Por: Agencia AP.   29 junio

Bogotá. Las negociaciones dirigidas a poner fin al estancamiento político de Venezuela se reanudarán la próxima semana, probablemente en la isla caribeña de Barbados, de acuerdo con tres personas familiarizadas con las negociaciones entre representantes del presidente Nicolás Maduro y el líder opositor venezolano Juan Guaidó.

Las fuentes, que hablaron con The Associated Press bajo condición de anonimato debido a que ninguna de las partes ha confirmado públicamente su participación, dijeron que la ubicación de las negociaciones será decidida por el gobierno de Noruega, que está a cargo del intento de mediación y que albergó las dos rondas anteriores de discusiones en mayo.

Barbados es por ahora el sitio preferido para ejecutarse un nuevo encuentro entre las partes, una de las fuentes de la oposición dijo que todavía se están definiendo los detalles y que el sitio podría cambiarse a Noruega en el último momento. (Photo by Juan BARRETO / AFP)
Barbados es por ahora el sitio preferido para ejecutarse un nuevo encuentro entre las partes, una de las fuentes de la oposición dijo que todavía se están definiendo los detalles y que el sitio podría cambiarse a Noruega en el último momento. (Photo by Juan BARRETO / AFP)

Aunque Barbados es por ahora el sitio preferido, una de las fuentes de la oposición dijo que todavía se están definiendo los detalles y que el sitio podría cambiarse a Noruega en el último momento.

Guaidó ha restado importancia a la posibilidad de conseguir un gran avance, al insistir en que la condición para cualquier negociación es que haya elecciones presidenciales anticipadas, algo que Maduro rechaza hasta el momento.

Pero sus asesores dijeron que el líder opositor de 35 años está bajo una presión cada vez mayor por parte de Estados Unidos y otros gobiernos extranjeros para no retirarse de las negociaciones y entregar una victoria simbólica a Maduro hasta que esté claro que el asediado mandatario socialista no tiene ninguna intención de dejar el poder. La oposición se queja de que Maduro utilizó las negociaciones anteriores, patrocinadas por el Vaticano y otras entidades, para comprar tiempo.

En tanto, Maduro ha insistido en que el diálogo con la oposición es la única forma de avanzar para Venezuela, mientras que las agobiantes sanciones de Estados Unidos sobre el petróleo han exacerbado una crisis caracterizada por escasez de alimentos, combustible y medicamentos y la cual ha forzado a unos 4 millones de personas, el 10% de la población venezolana, a abandonar del país en los últimos años.
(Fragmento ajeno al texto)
#![allow(clippy::missing_errors_doc)] // Allow public functions without # Errors sections
#![allow(clippy::must_use_candidate)] // Allow methods without must_use when context is clear

//! # Courier Core
//!
//! In-process publish/subscribe notification core with isolated multiton
//! cores.
//!
//! ## Overview
//!
//! Courier lets independently-constructed components communicate without
//! holding references to each other. Producers broadcast named
//! [`Notification`]s; consumers register interest by name. The whole
//! wiring — observer lists, mediators, data holders, command bindings —
//! lives in a *core* identified by a string key, and any number of fully
//! isolated cores can coexist in one process.
//!
//! ## Architecture
//!
//! A core is a bundle of three registries, created and destroyed
//! together:
//!
//! - [`registry::ViewRegistry`] — notification names to ordered observer
//!   lists, mediator names to instances; performs the synchronous
//!   broadcast
//! - [`registry::CommandRegistry`] — notification names to command
//!   factories; a fresh command runs per matching broadcast
//! - [`registry::ProxyRegistry`] — named data holders with lifecycle
//!   hooks
//!
//! The [`registry::CoreRegistry`] multiton caches one [`Facade`] bundle
//! per key with lazy, at-most-once construction.
//!
//! ## Key Features
//!
//! - **Synchronous dispatch**: broadcast is call-and-return; delivery
//!   order is registration order of the pre-call snapshot
//! - **Reentrancy-safe**: observers may register or remove observers
//!   (including themselves) while being notified
//! - **Thread-safe registries**: sharded concurrent maps throughout;
//!   writes to different keys never block each other
//! - **Identity-based removal**: observers are detached by owner
//!   identity through ownership-free weak handles
//! - **Loud wiring errors**: sending before a collaborator is bound to a
//!   core is a distinct error, never a silent no-op
//!
//! ## Module Organization
//!
//! - [`notification`] - The broadcast value type
//! - [`observer`] - Callback/identity pairs and weak context handles
//! - [`notifier`] - Late-bound core-key cell for collaborators
//! - [`mediator`], [`proxy`], [`command`] - Collaborator contracts
//! - [`registry`] - The per-core registries and the core multiton
//! - [`facade`] - Per-core bundle and convenience surface
//! - [`config`] - Runtime tuning knobs
//! - [`error`] - Structured error handling
//! - [`logging`] - Structured logging initialization
//!
//! ## Quick Start
//!
//! ```rust
//! use courier_core::registry::CoreRegistry;
//! use courier_core::{HandlerResult, Mediator, Notification, Notifier};
//! use serde_json::json;
//! use std::sync::atomic::{AtomicUsize, Ordering};
//! use std::sync::Arc;
//!
//! struct PriceWatcher {
//!     notifier: Notifier,
//!     seen: AtomicUsize,
//! }
//!
//! impl Mediator for PriceWatcher {
//!     fn name(&self) -> &str {
//!         "price-watcher"
//!     }
//!     fn notifier(&self) -> &Notifier {
//!         &self.notifier
//!     }
//!     fn notification_interests(&self) -> Vec<String> {
//!         vec!["price/changed".to_string()]
//!     }
//!     fn handle_notification(&self, _note: &Notification) -> HandlerResult {
//!         self.seen.fetch_add(1, Ordering::SeqCst);
//!         Ok(())
//!     }
//! }
//!
//! # fn main() -> courier_core::Result<()> {
//! let core = CoreRegistry::get_core("quick-start");
//!
//! let watcher = Arc::new(PriceWatcher {
//!     notifier: Notifier::new(),
//!     seen: AtomicUsize::new(0),
//! });
//! core.register_mediator(watcher.clone());
//!
//! core.send_notification("price/changed", Some(json!({"symbol": "XYZ"})), None)?;
//! assert_eq!(watcher.seen.load(Ordering::SeqCst), 1);
//!
//! CoreRegistry::remove_core("quick-start");
//! # Ok(())
//! # }
//! ```
//!
//! ## Testing
//!
//! ```bash
//! cargo test --lib    # Unit tests
//! cargo test          # All tests
//! ```

pub mod command;
pub mod config;
pub mod error;
pub mod facade;
pub mod logging;
pub mod mediator;
pub mod notification;
pub mod notifier;
pub mod observer;
pub mod proxy;
pub mod registry;

pub use command::{Command, CommandFactory, MacroCommand};
pub use config::CourierConfig;
pub use error::{CourierError, HandlerError, HandlerResult, Result};
pub use facade::Facade;
pub use mediator::Mediator;
pub use notification::Notification;
pub use notifier::Notifier;
pub use observer::{NotifyCallback, NotifyContext, Observer};
pub use proxy::Proxy;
“El diálogo con los noruegos sí va, va a continuar”, puntualizó el mandatario el 27 de junio.

Guaidó, quien preside la Asamblea Nacional de Venezuela controlada por la oposición, revitalizó un movimiento opositor dividido al autoproclamarse presidente encargado del país en una protesta multitudinaria en enero luego de argumentar que la reelección de Maduro el año pasado era inconstitucional debido a que varios adversarios importantes no pudieron postularse. Rápidamente ganó el reconocimiento de Estados Unidos y de decenas de otros gobiernos del mundo.

Pero desde entonces, su impulso se ha estancado y luego de un fallido levantamiento militar en abril, la mayoría de los altos mandos de las fuerzas armadas del país, quienes tradicionalmente son los árbitros de las disputas políticas de Venezuela, cerraron filas con Maduro.

Una encuesta publicada el 2 de junio por Datincorp, con sede en Caracas, encontró que el 36% de los venezolanos reconocen a Guaidó como su presidente constitucional, comparado con 49% en febrero. La encuesta se basó en 1.200 entrevistas y tuvo un margen de error de 2,8 puntos porcentuales.

En lo que podría ser una señal de una mayor flexibilidad por parte de Maduro, su gobierno deportó el sábado a 59 colombianos que habían sido detenidos hace tres años por presuntamente formar parte de un plan para desestabilizar al país sudamericano.

Alfredo Romero del grupo de derechos humanos para prisioneros, Foro Penal, dijo que muchos habían vivido en Venezuela durante años y que ni siquiera se conocían entre ellos. Ninguno fue encausado. El grupo estima que todavía hay más de 700 presos políticos en Venezuela.